Development of a fast DNA-DNA hybridization method based on melting profiles in microplates

DNA-DNA hybridization is still the “gold standard” for the genotypic delineation of bacterial species. However, it is not widely used because traditional DNA-DNA hybridization techniques are rather time-consuming and not easy to perform in routine laboratories. In the present study, DNA of reference strains was digested with Sau3A, ligated with linker oligonucleotides S1/2 and in vitro amplified. The amplified DNA fragments were immobilized on MaxiSorb 96-well plates.
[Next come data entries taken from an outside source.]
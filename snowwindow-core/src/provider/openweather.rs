use anyhow::{Context, Result, anyhow};
use async_trait::async_trait;
use chrono::{DateTime, Utc};
use reqwest::Client;
use serde::Deserialize;

use crate::{config::Location, model::ForecastSample};

use super::ForecastProvider;

const MM_PER_INCH: f64 = 25.4;

/// OpenWeatherMap 5-day / 3-hour forecast endpoint.
#[derive(Debug, Clone)]
pub struct OpenWeatherProvider {
    api_key: String,
    http: Client,
}

impl OpenWeatherProvider {
    pub fn new(api_key: String) -> Self {
        Self { api_key, http: Client::new() }
    }
}

#[async_trait]
impl ForecastProvider for OpenWeatherProvider {
    async fn fetch_forecast(&self, location: &Location) -> Result<Vec<ForecastSample>> {
        let url = "https://api.openweathermap.org/data/2.5/forecast";

        let mut query: Vec<(&str, String)> = vec![
            ("appid", self.api_key.clone()),
            // Imperial gives °F; snow volumes stay metric regardless.
            ("units", "imperial".to_string()),
        ];

        match (location.latitude, location.longitude) {
            (Some(lat), Some(lon)) => {
                query.push(("lat", lat.to_string()));
                query.push(("lon", lon.to_string()));
            }
            _ => {
                let q = location.query().ok_or_else(|| {
                    anyhow!(
                        "No location configured.\n\
                         Hint: run `snowwindow configure` and enter a city or coordinates."
                    )
                })?;
                query.push(("q", q));
            }
        }

        let res = self
            .http
            .get(url)
            .query(&query)
            .send()
            .await
            .context("Failed to send request to OpenWeather (5-day forecast)")?;

        let status = res.status();
        let body = res
            .text()
            .await
            .context("Failed to read OpenWeather forecast response body")?;

        if !status.is_success() {
            return Err(anyhow!(
                "OpenWeather forecast request failed with status {}: {}",
                status,
                truncate_body(&body),
            ));
        }

        let parsed: OwForecastResponse =
            serde_json::from_str(&body).context("Failed to parse OpenWeather forecast JSON")?;

        Ok(samples_from_entries(&parsed.list))
    }
}

#[derive(Debug, Deserialize)]
struct OwMain {
    temp: f64,
}

#[derive(Debug, Deserialize)]
struct OwSnow {
    /// Snow volume for the 3-hour slot, millimeters.
    #[serde(rename = "3h")]
    three_hour: Option<f64>,
}

#[derive(Debug, Deserialize)]
struct OwForecastEntry {
    dt: i64,
    main: OwMain,
    snow: Option<OwSnow>,
}

#[derive(Debug, Deserialize)]
struct OwForecastResponse {
    list: Vec<OwForecastEntry>,
}

/// Normalize raw forecast entries into samples: epoch seconds to UTC,
/// snow millimeters to inches, missing snow field to 0. Entries with an
/// out-of-range timestamp are dropped.
fn samples_from_entries(entries: &[OwForecastEntry]) -> Vec<ForecastSample> {
    entries
        .iter()
        .filter_map(|entry| {
            let timestamp = unix_to_utc(entry.dt)?;
            let snow_mm = entry.snow.as_ref().and_then(|s| s.three_hour).unwrap_or(0.0);

            Some(ForecastSample {
                timestamp,
                temperature: entry.main.temp,
                snow_accumulation: snow_mm / MM_PER_INCH,
            })
        })
        .collect()
}

fn unix_to_utc(ts: i64) -> Option<DateTime<Utc>> {
    DateTime::from_timestamp(ts, 0)
}

fn truncate_body(body: &str) -> String {
    const MAX: usize = 200;
    if body.len() > MAX { format!("{}...", &body[..MAX]) } else { body.to_string() }
}

#[cfg(test)]
mod tests {
    use super::*;
    use chrono::TimeZone;

    #[test]
    fn decodes_forecast_payload_and_converts_snow_to_inches() {
        let body = r#"{
            "list": [
                {"dt": 1768456800, "main": {"temp": 24.5}, "snow": {"3h": 25.4}},
                {"dt": 1768467600, "main": {"temp": 30.0}},
                {"dt": 1768478400, "main": {"temp": 28.0}, "snow": {}}
            ]
        }"#;

        let parsed: OwForecastResponse = serde_json::from_str(body).expect("payload should parse");
        let samples = samples_from_entries(&parsed.list);

        assert_eq!(samples.len(), 3);
        assert_eq!(samples[0].timestamp, Utc.timestamp_opt(1768456800, 0).unwrap());
        assert!((samples[0].snow_accumulation - 1.0).abs() < 1e-9);
        assert!((samples[0].temperature - 24.5).abs() < 1e-9);

        // No snow field at all, and an empty snow object, both mean 0".
        assert_eq!(samples[1].snow_accumulation, 0.0);
        assert_eq!(samples[2].snow_accumulation, 0.0);
    }

    #[test]
    fn samples_preserve_feed_order() {
        let entries = vec![
            OwForecastEntry { dt: 100, main: OwMain { temp: 20.0 }, snow: None },
            OwForecastEntry { dt: 10900, main: OwMain { temp: 21.0 }, snow: None },
        ];

        let samples = samples_from_entries(&entries);
        assert!(samples[0].timestamp < samples[1].timestamp);
    }

    #[test]
    fn truncates_long_error_bodies() {
        let long = "x".repeat(500);
        let shown = truncate_body(&long);
        assert!(shown.len() < long.len());
        assert!(shown.ends_with("..."));
    }
}
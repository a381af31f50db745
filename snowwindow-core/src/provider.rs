use crate::{Config, config::Location, model::ForecastSample, provider::openweather::OpenWeatherProvider};
use async_trait::async_trait;
use std::fmt::Debug;

pub mod openweather;

/// Source of raw forecast samples. Implementations normalize units
/// (°F, inches) before handing samples to the analysis.
#[async_trait]
pub trait ForecastProvider: Send + Sync + Debug {
    async fn fetch_forecast(&self, location: &Location) -> anyhow::Result<Vec<ForecastSample>>;
}

/// Construct the forecast provider from config.
pub fn provider_from_config(config: &Config) -> anyhow::Result<Box<dyn ForecastProvider>> {
    let api_key = config
        .api_key
        .as_deref()
        .filter(|key| !key.trim().is_empty())
        .ok_or_else(|| {
            anyhow::anyhow!(
                "No API key configured.\n\
                 Hint: run `snowwindow configure` and enter your OpenWeatherMap key."
            )
        })?;

    Ok(Box::new(OpenWeatherProvider::new(api_key.to_owned())))
}
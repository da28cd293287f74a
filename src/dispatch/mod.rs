//! Null-safe columnar dispatch
//!
//! Applies a per-row function across a column in fixed-size chunks.
//! The output vector is allocated once and every chunk writes only to its
//! own slice of it, so large columns can be spread over rayon workers
//! without locks. Nulls in the input (or in a per-row parameter) produce
//! nulls in the output without calling the row function.

use crate::config::EngineConfig;
use crate::error::{ColHashError, Result};
use rayon::prelude::*;
use std::sync::Arc;

/// Default number of rows per chunk
pub const DEFAULT_CHUNK_SIZE: usize = 64 * 1024;

/// Default row count at which dispatch goes parallel
pub const DEFAULT_PARALLEL_THRESHOLD: usize = 16 * 1024;

/// A parameter that is either one value for every row or one value per row
#[derive(Debug, Clone, Copy)]
pub enum Broadcast<'a, T> {
    /// Same value for every row; `None` nulls every row
    Scalar(Option<T>),
    /// One value per row
    Column(&'a [Option<T>]),
}

impl<'a, T: Copy> Broadcast<'a, T> {
    /// Shape a parameter column against an input of `rows` rows.
    ///
    /// A single-row parameter is broadcast; any other length must match.
    pub fn for_rows(values: &'a [Option<T>], rows: usize) -> Result<Self> {
        match values.len() {
            n if n == rows => Ok(Self::Column(values)),
            1 => Ok(Self::Scalar(values[0])),
            n => Err(ColHashError::LengthMismatch {
                expected: rows,
                actual: n,
            }),
        }
    }

    /// Value for row `index`
    #[inline]
    pub fn get(&self, index: usize) -> Option<T> {
        match self {
            Self::Scalar(v) => *v,
            Self::Column(values) => values[index],
        }
    }
}

/// Wrap a row function so that null rows short-circuit to null.
///
/// This is the only place nulls are handled; algorithms only ever see
/// present values.
#[inline]
pub fn null_safe<T, S, O, F>(f: F) -> impl Fn(&Option<T>, &mut S) -> Option<O>
where
    F: Fn(&T, &mut S) -> O,
{
    move |value, scratch| value.as_ref().map(|v| f(v, scratch))
}

/// Fallible variant of [`null_safe`]
#[inline]
pub fn try_null_safe<T, S, O, F>(f: F) -> impl Fn(&Option<T>, &mut S) -> Result<Option<O>>
where
    F: Fn(&T, &mut S) -> Result<O>,
{
    move |value, scratch| value.as_ref().map(|v| f(v, scratch)).transpose()
}

/// Chunked element-wise executor
#[derive(Debug, Clone)]
pub struct Dispatcher {
    chunk_size: usize,
    parallel_threshold: usize,
    pool: Option<Arc<rayon::ThreadPool>>,
}

impl Default for Dispatcher {
    fn default() -> Self {
        Self {
            chunk_size: DEFAULT_CHUNK_SIZE,
            parallel_threshold: DEFAULT_PARALLEL_THRESHOLD,
            pool: None,
        }
    }
}

impl Dispatcher {
    /// Create a dispatcher from engine settings.
    ///
    /// `threads == 0` uses rayon's global pool; anything else gets a
    /// dedicated pool of that size.
    pub fn new(config: &EngineConfig) -> Result<Self> {
        let pool = if config.threads > 0 {
            let pool = rayon::ThreadPoolBuilder::new()
                .num_threads(config.threads)
                .thread_name(|i| format!("colhash-worker-{}", i))
                .build()
                .map_err(|e| ColHashError::ThreadPool(e.to_string()))?;
            Some(Arc::new(pool))
        } else {
            None
        };

        Ok(Self {
            chunk_size: config.chunk_size.max(1),
            parallel_threshold: config.parallel_threshold,
            pool,
        })
    }

    /// Override the chunk size
    pub fn with_chunk_size(mut self, chunk_size: usize) -> Self {
        self.chunk_size = chunk_size.max(1);
        self
    }

    /// Override the parallel threshold
    pub fn with_parallel_threshold(mut self, rows: usize) -> Self {
        self.parallel_threshold = rows;
        self
    }

    /// Rows per chunk
    pub fn chunk_size(&self) -> usize {
        self.chunk_size
    }

    /// Whether a column of `rows` rows is processed in parallel
    pub fn is_parallel(&self, rows: usize) -> bool {
        rows >= self.parallel_threshold && rows > self.chunk_size
    }

    /// Apply `f` to every non-null row
    pub fn map<T, O, F>(&self, input: &[Option<T>], f: F) -> Result<Vec<Option<O>>>
    where
        T: Sync,
        O: Send,
        F: Fn(&T) -> O + Sync,
    {
        self.map_with(input, |v, _: &mut ()| f(v))
    }

    /// Apply `f` to every non-null row with a scratch value reused per chunk
    pub fn map_with<T, S, O, F>(&self, input: &[Option<T>], f: F) -> Result<Vec<Option<O>>>
    where
        T: Sync,
        S: Default,
        O: Send,
        F: Fn(&T, &mut S) -> O + Sync,
    {
        let row = null_safe(f);
        self.drive(input.len(), |start, out| {
            let mut scratch = S::default();
            for (slot, value) in out.iter_mut().zip(&input[start..]) {
                *slot = row(value, &mut scratch);
            }
            Ok(())
        })
    }

    /// Apply a fallible `f` to every non-null row; the first error aborts
    pub fn try_map<T, O, F>(&self, input: &[Option<T>], f: F) -> Result<Vec<Option<O>>>
    where
        T: Sync,
        O: Send,
        F: Fn(&T) -> Result<O> + Sync,
    {
        let row = try_null_safe(|v: &T, _: &mut ()| f(v));
        self.drive(input.len(), |start, out| {
            for (slot, value) in out.iter_mut().zip(&input[start..]) {
                *slot = row(value, &mut ())?;
            }
            Ok(())
        })
    }

    /// Apply a fallible `f` to every row where both input and parameter are non-null
    pub fn try_map_with_param<T, P, O, F>(
        &self,
        input: &[Option<T>],
        param: Broadcast<'_, P>,
        f: F,
    ) -> Result<Vec<Option<O>>>
    where
        T: Sync,
        P: Copy + Sync,
        O: Send,
        F: Fn(&T, P) -> Result<O> + Sync,
    {
        if let Broadcast::Column(values) = param {
            if values.len() != input.len() {
                return Err(ColHashError::LengthMismatch {
                    expected: input.len(),
                    actual: values.len(),
                });
            }
        }

        self.drive(input.len(), |start, out| {
            for (offset, slot) in out.iter_mut().enumerate() {
                let index = start + offset;
                *slot = match (&input[index], param.get(index)) {
                    (Some(value), Some(p)) => Some(f(value, p)?),
                    _ => None,
                };
            }
            Ok(())
        })
    }

    /// Allocate the output once and run `body` over each chunk of it.
    ///
    /// `body` receives the chunk's first row index and its output slice.
    fn drive<O, B>(&self, rows: usize, body: B) -> Result<Vec<Option<O>>>
    where
        O: Send,
        B: Fn(usize, &mut [Option<O>]) -> Result<()> + Sync,
    {
        let mut out: Vec<Option<O>> = Vec::with_capacity(rows);
        out.resize_with(rows, || None);

        let chunk_size = self.chunk_size;
        let parallel = self.is_parallel(rows);
        tracing::debug!(
            rows,
            chunk_size,
            chunks = rows.div_ceil(chunk_size),
            parallel,
            "dispatching column"
        );

        if parallel {
            match &self.pool {
                Some(pool) => pool.install(|| run_parallel(&mut out, chunk_size, &body))?,
                None => run_parallel(&mut out, chunk_size, &body)?,
            }
        } else {
            for (k, chunk) in out.chunks_mut(chunk_size).enumerate() {
                body(k * chunk_size, chunk)?;
            }
        }

        Ok(out)
    }
}

fn run_parallel<O, B>(out: &mut [Option<O>], chunk_size: usize, body: &B) -> Result<()>
where
    O: Send,
    B: Fn(usize, &mut [Option<O>]) -> Result<()> + Sync,
{
    out.par_chunks_mut(chunk_size)
        .enumerate()
        .try_for_each(|(k, chunk)| body(k * chunk_size, chunk))
}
DNA isolated from target strains was also digested with Sau3A, ligated with linker oligonuleotides P1/2 and in vitro amplified in the presence of digoxygenin modified dUTP. The labeled amplificate was hybridized to the immobilized reference DNA under isothermal conditions. Thermal denaturation curves of the DNA-DNA hybrids were obtained by using washing solutions of increasing stringency. Remaining hybrids were colorimetrically detected with anti-digoxygenin-horseradish peroxidase anti-bodies. The new method was validated with strains of the genus Pedioccocus for which DNA-DNA similarities have also been determined by the filter hybridization method. In addition, DNA-DNA hybridizations were performed with genotypically defined Enterobacter species.